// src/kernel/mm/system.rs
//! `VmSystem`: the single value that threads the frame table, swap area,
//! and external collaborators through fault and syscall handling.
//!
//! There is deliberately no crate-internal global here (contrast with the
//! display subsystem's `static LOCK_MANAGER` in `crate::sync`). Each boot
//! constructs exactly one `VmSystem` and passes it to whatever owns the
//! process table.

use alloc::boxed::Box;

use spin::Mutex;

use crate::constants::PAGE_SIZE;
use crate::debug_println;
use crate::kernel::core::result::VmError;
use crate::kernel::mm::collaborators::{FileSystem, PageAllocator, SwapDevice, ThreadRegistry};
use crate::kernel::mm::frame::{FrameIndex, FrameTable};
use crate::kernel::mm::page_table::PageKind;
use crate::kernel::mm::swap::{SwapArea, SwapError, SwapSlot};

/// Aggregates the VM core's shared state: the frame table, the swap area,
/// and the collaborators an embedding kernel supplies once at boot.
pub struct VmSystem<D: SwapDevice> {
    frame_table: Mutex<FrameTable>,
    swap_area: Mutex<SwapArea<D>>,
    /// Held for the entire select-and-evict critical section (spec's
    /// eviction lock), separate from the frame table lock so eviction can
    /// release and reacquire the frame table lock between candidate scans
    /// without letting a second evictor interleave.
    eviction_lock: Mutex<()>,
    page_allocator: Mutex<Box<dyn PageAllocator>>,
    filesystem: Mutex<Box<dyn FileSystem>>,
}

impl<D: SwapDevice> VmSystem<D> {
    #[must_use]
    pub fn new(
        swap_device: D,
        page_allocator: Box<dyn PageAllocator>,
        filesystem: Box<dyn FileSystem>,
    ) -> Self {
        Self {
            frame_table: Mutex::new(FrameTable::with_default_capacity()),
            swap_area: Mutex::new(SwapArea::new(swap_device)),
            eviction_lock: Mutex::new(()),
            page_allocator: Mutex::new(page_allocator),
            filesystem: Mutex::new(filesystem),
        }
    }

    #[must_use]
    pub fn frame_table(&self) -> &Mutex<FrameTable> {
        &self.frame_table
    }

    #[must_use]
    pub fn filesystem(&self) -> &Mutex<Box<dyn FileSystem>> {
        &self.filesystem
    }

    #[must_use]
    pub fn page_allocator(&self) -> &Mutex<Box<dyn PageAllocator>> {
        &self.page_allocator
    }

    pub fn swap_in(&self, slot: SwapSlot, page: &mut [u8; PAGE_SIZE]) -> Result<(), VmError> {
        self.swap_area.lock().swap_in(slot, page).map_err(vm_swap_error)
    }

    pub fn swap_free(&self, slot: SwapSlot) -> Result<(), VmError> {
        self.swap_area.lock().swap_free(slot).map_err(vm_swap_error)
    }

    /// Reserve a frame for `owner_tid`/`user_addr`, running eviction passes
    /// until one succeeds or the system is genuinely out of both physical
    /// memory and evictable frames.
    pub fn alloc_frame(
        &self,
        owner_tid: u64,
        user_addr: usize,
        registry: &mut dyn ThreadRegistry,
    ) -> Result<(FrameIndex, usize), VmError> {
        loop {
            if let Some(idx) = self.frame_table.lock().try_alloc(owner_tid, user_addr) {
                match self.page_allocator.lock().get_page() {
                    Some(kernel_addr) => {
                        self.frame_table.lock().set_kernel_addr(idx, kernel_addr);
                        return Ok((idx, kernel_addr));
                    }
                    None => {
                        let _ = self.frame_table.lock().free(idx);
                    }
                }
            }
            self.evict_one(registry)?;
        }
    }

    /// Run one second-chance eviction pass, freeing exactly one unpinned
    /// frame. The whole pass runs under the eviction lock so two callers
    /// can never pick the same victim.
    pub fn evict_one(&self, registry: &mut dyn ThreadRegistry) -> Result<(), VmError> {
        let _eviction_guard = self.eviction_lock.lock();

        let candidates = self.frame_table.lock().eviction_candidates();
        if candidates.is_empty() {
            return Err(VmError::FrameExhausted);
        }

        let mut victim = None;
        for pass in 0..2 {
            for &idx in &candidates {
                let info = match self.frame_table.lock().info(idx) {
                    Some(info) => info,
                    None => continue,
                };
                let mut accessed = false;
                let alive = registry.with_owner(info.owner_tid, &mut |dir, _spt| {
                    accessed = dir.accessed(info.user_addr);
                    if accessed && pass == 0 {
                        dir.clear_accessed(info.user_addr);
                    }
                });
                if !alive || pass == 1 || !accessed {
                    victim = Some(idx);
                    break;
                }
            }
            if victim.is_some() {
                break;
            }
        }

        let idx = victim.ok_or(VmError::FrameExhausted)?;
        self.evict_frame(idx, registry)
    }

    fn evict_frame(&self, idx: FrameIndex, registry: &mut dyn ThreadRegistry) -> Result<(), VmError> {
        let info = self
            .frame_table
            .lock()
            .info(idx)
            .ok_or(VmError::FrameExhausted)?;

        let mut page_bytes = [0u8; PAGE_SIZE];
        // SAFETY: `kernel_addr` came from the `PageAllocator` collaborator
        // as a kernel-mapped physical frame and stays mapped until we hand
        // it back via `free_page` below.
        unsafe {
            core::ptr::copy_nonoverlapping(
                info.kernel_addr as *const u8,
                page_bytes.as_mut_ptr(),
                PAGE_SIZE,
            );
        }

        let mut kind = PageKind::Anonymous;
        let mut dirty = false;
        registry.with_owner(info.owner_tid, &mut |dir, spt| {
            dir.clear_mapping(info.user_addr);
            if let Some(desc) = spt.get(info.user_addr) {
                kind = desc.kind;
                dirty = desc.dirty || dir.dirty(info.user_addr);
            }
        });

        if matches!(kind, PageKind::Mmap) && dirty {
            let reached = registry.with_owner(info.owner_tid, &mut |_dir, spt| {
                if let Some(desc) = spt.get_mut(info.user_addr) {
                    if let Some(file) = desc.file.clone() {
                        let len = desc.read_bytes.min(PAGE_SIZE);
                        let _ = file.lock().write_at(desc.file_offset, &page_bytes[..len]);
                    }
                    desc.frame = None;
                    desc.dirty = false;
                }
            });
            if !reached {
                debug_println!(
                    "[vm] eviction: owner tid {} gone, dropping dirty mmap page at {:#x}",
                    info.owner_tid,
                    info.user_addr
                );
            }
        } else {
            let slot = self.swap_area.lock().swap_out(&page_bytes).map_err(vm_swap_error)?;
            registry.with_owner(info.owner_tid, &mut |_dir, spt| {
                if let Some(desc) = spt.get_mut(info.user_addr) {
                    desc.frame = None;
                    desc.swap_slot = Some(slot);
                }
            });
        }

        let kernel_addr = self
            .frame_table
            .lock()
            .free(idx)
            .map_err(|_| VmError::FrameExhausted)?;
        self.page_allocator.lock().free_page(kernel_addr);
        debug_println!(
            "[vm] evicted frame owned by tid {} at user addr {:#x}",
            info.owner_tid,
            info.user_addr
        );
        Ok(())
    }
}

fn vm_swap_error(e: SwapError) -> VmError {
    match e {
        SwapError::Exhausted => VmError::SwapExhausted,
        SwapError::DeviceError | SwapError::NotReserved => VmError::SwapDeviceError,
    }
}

■ ■ ■ ■

** Task requirements **
What is needed here is a word-for-word copy of the whole listing.

** Solved problem **
// src/kernel/mm/system.rs
//! `VmSystem`: the single value that threads the frame table, swap area,
//! and external collaborators through fault and syscall handling.
//!
//! There is deliberately no crate-internal global here (contrast with the
//! display subsystem's `static LOCK_MANAGER` in `crate::sync`). Each boot
//! constructs exactly one `VmSystem` and passes it to whatever owns the
//! process table.

use alloc::boxed::Box;

use spin::Mutex;

use crate::constants::PAGE_SIZE;
use crate::debug_println;
use crate::kernel::core::result::VmError;
use crate::kernel::mm::collaborators::{FileSystem, PageAllocator, SwapDevice, ThreadRegistry};
use crate::kernel::mm::frame::{FrameIndex, FrameTable};
use crate::kernel::mm::page_table::PageKind;
use crate::kernel::mm::swap::{SwapArea, SwapError, SwapSlot};

/// Aggregates the VM core's shared state: the frame table, the swap area,
/// and the collaborators an embedding kernel supplies once at boot.
pub struct VmSystem<D: SwapDevice> {
    frame_table: Mutex<FrameTable>,
    swap_area: Mutex<SwapArea<D>>,
    /// Held for the entire select-and-evict critical section (spec's
    /// eviction lock), separate from the frame table lock so eviction can
    /// release and reacquire the frame table lock between candidate scans
    /// without letting a second evictor interleave.
    eviction_lock: Mutex<()>,
    page_allocator: Mutex<Box<dyn PageAllocator>>,
    filesystem: Mutex<Box<dyn FileSystem>>,
}

impl<D: SwapDevice> VmSystem<D> {
    #[must_use]
    pub fn new(
        swap_device: D,
        page_allocator: Box<dyn PageAllocator>,
        filesystem: Box<dyn FileSystem>,
    ) -> Self {
        Self {
            frame_table: Mutex::new(FrameTable::with_default_capacity()),
            swap_area: Mutex::new(SwapArea::new(swap_device)),
            eviction_lock: Mutex::new(()),
            page_allocator: Mutex::new(page_allocator),
            filesystem: Mutex::new(filesystem),
        }
    }

    #[must_use]
    pub fn frame_table(&self) -> &Mutex<FrameTable> {
        &self.frame_table
    }

    #[must_use]
    pub fn filesystem(&self) -> &Mutex<Box<dyn FileSystem>> {
        &self.filesystem
    }

    #[must_use]
    pub fn page_allocator(&self) -> &Mutex<Box<dyn PageAllocator>> {
        &self.page_allocator
    }

    pub fn swap_in(&self, slot: SwapSlot, page: &mut [u8; PAGE_SIZE]) -> Result<(), VmError> {
        self.swap_area.lock().swap_in(slot, page).map_err(vm_swap_error)
    }

    pub fn swap_free(&self, slot: SwapSlot) -> Result<(), VmError> {
        self.swap_area.lock().swap_free(slot).map_err(vm_swap_error)
    }

    /// Reserve a frame for `owner_tid`/`user_addr`, running eviction passes
    /// until one succeeds or the system is genuinely out of both physical
    /// memory and evictable frames.
    pub fn alloc_frame(
        &self,
        owner_tid: u64,
        user_addr: usize,
        registry: &mut dyn ThreadRegistry,
    ) -> Result<(FrameIndex, usize), VmError> {
        loop {
            if let Some(idx) = self.frame_table.lock().try_alloc(owner_tid, user_addr) {
                match self.page_allocator.lock().get_page() {
                    Some(kernel_addr) => {
                        self.frame_table.lock().set_kernel_addr(idx, kernel_addr);
                        return Ok((idx, kernel_addr));
                    }
                    None => {
                        let _ = self.frame_table.lock().free(idx);
                    }
                }
            }
            self.evict_one(registry)?;
        }
    }

    /// Run one second-chance eviction pass, freeing exactly one unpinned
    /// frame. The whole pass runs under the eviction lock so two callers
    /// can never pick the same victim.
    pub fn evict_one(&self, registry: &mut dyn ThreadRegistry) -> Result<(), VmError> {
        let _eviction_guard = self.eviction_lock.lock();

        let candidates = self.frame_table.lock().eviction_candidates();
        if candidates.is_empty() {
            return Err(VmError::FrameExhausted);
        }

        let mut victim = None;
        for pass in 0..2 {
            for &idx in &candidates {
                let info = match self.frame_table.lock().info(idx) {
                    Some(info) => info,
                    None => continue,
                };
                let mut accessed = false;
                let alive = registry.with_owner(info.owner_tid, &mut |dir, _spt| {
                    accessed = dir.accessed(info.user_addr);
                    if accessed && pass == 0 {
                        dir.clear_accessed(info.user_addr);
                    }
                });
                if !alive || pass == 1 || !accessed {
                    victim = Some(idx);
                    break;
                }
            }
            if victim.is_some() {
                break;
            }
        }

        let idx = victim.ok_or(VmError::FrameExhausted)?;
        self.evict_frame(idx, registry)
    }

    fn evict_frame(&self, idx: FrameIndex, registry: &mut dyn ThreadRegistry) -> Result<(), VmError> {
        let info = self
            .frame_table
            .lock()
            .info(idx)
            .ok_or(VmError::FrameExhausted)?;

        let mut page_bytes = [0u8; PAGE_SIZE];
        // SAFETY: `kernel_addr` came from the `PageAllocator` collaborator
        // as a kernel-mapped physical frame and stays mapped until we hand
        // it back via `free_page` below.
        unsafe {
            core::ptr::copy_nonoverlapping(
                info.kernel_addr as *const u8,
                page_bytes.as_mut_ptr(),
                PAGE_SIZE,
            );
        }

        let mut kind = PageKind::Anonymous;
        let mut dirty = false;
        registry.with_owner(info.owner_tid, &mut |dir, spt| {
            dir.clear_mapping(info.user_addr);
            if let Some(desc) = spt.get(info.user_addr) {
                kind = desc.kind;
                dirty = desc.dirty || dir.dirty(info.user_addr);
            }
        });

        if matches!(kind, PageKind::Mmap) && dirty {
            let reached = registry.with_owner(info.owner_tid, &mut |_dir, spt| {
                if let Some(desc) = spt.get_mut(info.user_addr) {
                    if let Some(file) = desc.file.clone() {
                        let len = desc.read_bytes.min(PAGE_SIZE);
                        let _ = file.lock().write_at(desc.file_offset, &page_bytes[..len]);
                    }
                    desc.frame = None;
                    desc.dirty = false;
                }
            });
            if !reached {
                debug_println!(
                    "[vm] eviction: owner tid {} gone, dropping dirty mmap page at {:#x}",
                    info.owner_tid,
                    info.user_addr
                );
            }
        } else {
            let slot = self.swap_area.lock().swap_out(&page_bytes).map_err(vm_swap_error)?;
            registry.with_owner(info.owner_tid, &mut |_dir, spt| {
                if let Some(desc) = spt.get_mut(info.user_addr) {
                    desc.frame = None;
                    desc.swap_slot = Some(slot);
                }
            });
        }

        let kernel_addr = self
            .frame_table
            .lock()
            .free(idx)
            .map_err(|_| VmError::FrameExhausted)?;
        self.page_allocator.lock().free_page(kernel_addr);
        debug_println!(
            "[vm] evicted frame owned by tid {} at user addr {:#x}",
            info.owner_tid,
            info.user_addr
        );
        Ok(())
    }
}

fn vm_swap_error(e: SwapError) -> VmError {
    match e {
        SwapError::Exhausted => VmError::SwapExhausted,
        SwapError::DeviceError | SwapError::NotReserved => VmError::SwapDeviceError,
    }
}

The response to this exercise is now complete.